TASK PROMPT
The word "ReadelfInfo" marks the lines to find; copy every such line from the data below.
————
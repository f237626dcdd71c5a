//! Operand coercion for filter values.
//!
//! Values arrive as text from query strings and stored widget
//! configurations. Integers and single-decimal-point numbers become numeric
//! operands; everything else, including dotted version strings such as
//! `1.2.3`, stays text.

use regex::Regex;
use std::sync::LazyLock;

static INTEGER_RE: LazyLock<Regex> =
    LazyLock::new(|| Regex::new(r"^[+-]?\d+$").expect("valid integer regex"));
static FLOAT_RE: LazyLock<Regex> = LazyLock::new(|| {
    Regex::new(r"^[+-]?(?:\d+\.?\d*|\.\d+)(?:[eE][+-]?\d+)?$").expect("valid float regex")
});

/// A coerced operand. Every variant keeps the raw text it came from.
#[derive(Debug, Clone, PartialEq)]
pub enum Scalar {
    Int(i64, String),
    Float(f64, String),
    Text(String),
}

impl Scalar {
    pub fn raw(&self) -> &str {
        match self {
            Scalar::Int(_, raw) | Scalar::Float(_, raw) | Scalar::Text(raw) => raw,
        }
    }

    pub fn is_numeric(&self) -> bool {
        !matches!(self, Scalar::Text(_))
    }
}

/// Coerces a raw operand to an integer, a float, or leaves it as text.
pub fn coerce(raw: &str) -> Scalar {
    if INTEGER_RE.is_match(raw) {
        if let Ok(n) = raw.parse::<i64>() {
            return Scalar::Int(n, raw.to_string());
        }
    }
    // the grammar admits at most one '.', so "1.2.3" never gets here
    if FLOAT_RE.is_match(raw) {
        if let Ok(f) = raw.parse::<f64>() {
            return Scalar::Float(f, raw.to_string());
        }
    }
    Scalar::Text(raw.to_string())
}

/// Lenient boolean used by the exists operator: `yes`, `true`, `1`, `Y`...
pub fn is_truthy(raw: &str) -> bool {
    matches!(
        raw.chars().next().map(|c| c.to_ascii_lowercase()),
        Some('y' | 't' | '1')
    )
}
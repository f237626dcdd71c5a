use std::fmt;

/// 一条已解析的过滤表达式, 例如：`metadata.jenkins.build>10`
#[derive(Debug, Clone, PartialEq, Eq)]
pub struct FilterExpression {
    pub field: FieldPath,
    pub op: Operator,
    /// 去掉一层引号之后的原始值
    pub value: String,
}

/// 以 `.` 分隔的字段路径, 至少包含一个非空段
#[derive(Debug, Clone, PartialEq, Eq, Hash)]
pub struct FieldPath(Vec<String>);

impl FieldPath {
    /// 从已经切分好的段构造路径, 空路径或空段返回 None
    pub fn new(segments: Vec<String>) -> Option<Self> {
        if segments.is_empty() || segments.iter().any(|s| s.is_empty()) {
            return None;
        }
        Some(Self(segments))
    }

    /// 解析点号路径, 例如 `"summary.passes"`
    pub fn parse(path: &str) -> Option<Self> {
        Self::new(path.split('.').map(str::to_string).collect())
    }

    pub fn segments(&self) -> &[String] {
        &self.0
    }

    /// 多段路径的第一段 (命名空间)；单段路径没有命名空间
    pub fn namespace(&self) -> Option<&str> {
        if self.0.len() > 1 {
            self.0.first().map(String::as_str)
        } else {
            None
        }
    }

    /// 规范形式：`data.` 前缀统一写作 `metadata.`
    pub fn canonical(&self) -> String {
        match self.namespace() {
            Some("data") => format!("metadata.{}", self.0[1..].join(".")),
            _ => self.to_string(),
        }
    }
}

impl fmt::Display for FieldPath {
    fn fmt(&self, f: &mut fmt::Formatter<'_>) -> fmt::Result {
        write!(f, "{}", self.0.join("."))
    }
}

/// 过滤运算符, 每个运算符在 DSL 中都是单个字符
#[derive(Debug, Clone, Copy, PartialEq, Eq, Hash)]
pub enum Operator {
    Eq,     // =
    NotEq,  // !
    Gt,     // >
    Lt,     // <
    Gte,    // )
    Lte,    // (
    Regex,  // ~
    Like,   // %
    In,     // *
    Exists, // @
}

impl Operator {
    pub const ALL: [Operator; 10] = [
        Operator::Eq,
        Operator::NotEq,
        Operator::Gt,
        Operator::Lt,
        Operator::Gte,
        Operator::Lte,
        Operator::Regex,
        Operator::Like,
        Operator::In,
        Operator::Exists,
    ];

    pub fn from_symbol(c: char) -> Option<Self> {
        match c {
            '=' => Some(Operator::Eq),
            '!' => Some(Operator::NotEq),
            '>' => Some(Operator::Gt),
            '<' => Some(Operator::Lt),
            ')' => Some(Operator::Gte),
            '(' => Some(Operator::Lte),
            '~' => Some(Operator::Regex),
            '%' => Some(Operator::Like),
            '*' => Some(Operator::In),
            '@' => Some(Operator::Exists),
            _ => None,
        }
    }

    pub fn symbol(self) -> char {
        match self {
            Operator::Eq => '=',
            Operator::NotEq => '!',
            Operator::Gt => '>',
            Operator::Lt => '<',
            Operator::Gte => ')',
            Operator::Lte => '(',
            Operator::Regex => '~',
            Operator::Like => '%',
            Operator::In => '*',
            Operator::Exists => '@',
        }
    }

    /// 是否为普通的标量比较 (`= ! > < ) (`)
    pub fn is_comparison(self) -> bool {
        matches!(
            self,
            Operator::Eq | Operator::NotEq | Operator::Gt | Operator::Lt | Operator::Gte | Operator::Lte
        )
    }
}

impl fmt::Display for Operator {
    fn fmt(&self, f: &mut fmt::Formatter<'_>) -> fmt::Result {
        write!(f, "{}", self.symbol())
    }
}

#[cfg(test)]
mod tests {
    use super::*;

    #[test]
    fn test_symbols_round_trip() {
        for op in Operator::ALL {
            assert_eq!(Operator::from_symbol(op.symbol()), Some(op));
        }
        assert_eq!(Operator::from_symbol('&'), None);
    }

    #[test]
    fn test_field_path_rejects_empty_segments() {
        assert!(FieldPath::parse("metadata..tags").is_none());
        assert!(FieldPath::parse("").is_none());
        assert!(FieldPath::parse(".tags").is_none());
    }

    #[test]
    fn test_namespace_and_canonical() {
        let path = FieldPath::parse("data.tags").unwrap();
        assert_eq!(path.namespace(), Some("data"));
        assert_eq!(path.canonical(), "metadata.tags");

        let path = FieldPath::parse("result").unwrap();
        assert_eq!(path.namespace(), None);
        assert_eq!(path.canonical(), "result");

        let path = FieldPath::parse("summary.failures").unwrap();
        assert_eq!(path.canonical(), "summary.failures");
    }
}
————
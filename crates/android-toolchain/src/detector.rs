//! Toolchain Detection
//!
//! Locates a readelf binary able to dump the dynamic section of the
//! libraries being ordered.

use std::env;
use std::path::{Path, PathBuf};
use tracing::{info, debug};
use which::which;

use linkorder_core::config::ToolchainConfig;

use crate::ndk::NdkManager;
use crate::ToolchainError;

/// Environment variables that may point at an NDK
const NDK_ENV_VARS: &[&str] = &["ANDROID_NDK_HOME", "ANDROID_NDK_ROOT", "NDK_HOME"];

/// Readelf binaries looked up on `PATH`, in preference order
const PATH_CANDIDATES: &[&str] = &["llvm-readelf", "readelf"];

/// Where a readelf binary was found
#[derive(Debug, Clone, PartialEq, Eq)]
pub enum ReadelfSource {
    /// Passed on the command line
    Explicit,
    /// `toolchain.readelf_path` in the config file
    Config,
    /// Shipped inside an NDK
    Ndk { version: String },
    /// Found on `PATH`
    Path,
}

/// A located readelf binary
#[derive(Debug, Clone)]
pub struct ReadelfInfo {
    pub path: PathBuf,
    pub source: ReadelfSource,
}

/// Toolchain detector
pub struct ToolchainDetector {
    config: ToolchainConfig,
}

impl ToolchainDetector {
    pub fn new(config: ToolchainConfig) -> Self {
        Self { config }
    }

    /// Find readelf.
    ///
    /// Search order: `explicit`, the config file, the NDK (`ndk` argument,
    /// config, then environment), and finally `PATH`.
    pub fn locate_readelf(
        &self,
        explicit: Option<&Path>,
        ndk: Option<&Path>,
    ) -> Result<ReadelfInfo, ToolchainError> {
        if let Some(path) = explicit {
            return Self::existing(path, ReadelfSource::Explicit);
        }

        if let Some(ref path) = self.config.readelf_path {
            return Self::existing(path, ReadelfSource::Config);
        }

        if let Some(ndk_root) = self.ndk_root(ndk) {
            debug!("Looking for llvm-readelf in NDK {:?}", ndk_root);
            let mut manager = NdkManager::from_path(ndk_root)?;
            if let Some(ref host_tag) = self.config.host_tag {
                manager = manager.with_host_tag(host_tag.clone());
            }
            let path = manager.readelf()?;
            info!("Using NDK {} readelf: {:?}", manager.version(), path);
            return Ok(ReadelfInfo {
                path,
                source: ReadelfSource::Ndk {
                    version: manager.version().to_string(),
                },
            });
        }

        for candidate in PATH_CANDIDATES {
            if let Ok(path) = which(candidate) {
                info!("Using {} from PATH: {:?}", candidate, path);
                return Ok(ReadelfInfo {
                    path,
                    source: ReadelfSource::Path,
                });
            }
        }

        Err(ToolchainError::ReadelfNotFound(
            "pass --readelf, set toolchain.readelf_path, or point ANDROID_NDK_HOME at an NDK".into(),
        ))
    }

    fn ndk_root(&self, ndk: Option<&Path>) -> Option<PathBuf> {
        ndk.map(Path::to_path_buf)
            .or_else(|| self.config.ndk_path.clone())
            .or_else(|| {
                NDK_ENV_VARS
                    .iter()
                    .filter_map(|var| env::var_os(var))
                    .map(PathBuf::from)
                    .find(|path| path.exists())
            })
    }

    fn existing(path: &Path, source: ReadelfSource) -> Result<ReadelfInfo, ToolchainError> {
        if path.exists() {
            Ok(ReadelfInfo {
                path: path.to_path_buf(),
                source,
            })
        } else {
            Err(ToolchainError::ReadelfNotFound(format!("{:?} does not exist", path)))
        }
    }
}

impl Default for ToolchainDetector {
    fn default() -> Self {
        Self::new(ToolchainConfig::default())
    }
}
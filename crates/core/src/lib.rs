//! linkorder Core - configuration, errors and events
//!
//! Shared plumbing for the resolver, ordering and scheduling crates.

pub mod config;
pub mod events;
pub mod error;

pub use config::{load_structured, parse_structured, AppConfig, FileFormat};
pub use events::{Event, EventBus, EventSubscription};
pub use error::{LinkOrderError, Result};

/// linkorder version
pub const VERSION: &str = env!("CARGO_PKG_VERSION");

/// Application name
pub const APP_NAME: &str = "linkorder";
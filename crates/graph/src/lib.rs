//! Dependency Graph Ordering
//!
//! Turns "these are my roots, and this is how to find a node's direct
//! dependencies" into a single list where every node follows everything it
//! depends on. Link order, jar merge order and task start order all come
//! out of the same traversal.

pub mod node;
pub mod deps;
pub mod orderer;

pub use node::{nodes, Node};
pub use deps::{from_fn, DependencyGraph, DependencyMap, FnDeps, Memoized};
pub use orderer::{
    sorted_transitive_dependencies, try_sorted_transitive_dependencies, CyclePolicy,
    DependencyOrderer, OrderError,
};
————
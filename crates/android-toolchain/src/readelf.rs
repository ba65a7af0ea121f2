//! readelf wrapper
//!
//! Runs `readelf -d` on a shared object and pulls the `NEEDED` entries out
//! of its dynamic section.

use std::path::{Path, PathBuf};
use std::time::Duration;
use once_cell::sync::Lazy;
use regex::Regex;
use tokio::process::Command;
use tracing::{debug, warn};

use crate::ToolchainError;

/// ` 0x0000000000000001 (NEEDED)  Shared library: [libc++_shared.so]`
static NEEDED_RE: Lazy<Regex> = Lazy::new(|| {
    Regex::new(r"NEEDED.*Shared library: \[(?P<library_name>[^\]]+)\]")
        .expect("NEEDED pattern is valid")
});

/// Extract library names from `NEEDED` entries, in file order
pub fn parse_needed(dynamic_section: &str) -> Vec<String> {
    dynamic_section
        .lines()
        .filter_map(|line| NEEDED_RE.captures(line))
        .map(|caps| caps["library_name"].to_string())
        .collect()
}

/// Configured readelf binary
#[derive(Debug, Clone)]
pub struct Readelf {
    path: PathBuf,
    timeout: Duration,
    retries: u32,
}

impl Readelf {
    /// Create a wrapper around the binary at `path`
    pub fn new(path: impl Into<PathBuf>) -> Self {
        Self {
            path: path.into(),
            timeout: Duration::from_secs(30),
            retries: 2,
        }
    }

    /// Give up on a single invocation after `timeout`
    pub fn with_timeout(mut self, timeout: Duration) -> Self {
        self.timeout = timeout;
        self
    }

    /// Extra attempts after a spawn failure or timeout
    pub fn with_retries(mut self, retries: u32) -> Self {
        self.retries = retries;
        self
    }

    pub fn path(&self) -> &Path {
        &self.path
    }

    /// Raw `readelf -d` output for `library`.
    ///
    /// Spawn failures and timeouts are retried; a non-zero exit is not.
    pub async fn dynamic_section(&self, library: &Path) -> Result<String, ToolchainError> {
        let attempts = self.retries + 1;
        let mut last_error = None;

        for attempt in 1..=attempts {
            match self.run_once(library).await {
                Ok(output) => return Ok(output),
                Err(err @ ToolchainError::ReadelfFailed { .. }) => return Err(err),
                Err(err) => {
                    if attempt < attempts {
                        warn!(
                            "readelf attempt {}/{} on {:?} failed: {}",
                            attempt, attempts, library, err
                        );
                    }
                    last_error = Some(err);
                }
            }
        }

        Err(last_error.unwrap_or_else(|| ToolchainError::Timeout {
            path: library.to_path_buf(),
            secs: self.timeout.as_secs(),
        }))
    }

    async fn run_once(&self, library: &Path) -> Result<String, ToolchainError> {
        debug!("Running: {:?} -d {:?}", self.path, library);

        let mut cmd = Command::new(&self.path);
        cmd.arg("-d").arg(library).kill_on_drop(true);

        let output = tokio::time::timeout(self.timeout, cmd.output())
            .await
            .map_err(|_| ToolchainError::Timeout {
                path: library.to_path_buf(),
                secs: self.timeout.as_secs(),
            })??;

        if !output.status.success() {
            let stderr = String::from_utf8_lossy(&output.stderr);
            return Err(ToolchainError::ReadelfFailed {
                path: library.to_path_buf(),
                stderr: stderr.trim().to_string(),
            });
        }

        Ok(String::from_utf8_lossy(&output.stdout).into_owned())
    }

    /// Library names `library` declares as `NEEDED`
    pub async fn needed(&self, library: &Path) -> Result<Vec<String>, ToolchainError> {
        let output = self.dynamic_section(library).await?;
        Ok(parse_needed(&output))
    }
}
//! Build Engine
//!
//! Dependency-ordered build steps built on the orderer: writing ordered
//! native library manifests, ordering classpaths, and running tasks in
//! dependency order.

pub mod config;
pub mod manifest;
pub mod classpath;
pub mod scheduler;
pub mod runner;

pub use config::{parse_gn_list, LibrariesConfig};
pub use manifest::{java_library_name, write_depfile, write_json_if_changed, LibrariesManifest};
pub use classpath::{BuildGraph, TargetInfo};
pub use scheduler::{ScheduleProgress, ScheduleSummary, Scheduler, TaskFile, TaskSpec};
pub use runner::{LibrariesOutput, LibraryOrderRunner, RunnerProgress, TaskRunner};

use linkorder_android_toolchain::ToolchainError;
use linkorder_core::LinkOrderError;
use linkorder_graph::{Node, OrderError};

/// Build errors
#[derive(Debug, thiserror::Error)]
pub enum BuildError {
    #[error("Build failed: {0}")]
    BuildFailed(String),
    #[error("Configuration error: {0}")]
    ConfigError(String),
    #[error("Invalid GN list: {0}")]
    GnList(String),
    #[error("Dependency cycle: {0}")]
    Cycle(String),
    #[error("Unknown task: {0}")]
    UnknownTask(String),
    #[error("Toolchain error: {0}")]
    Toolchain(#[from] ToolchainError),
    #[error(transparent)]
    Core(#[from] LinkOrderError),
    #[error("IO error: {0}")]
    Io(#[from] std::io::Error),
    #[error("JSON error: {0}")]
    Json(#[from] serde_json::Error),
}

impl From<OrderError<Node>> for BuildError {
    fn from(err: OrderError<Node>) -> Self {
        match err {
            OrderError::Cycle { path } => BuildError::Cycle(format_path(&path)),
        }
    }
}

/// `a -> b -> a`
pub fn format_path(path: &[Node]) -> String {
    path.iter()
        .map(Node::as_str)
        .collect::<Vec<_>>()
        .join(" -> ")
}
————
REPLY TO THE TASK
pub struct ReadelfInfo {
    ) -> Result<ReadelfInfo, ToolchainError> {
            return Ok(ReadelfInfo {
                return Ok(ReadelfInfo {
    fn existing(path: &Path, source: ReadelfSource) -> Result<ReadelfInfo, ToolchainError> {
            Ok(ReadelfInfo {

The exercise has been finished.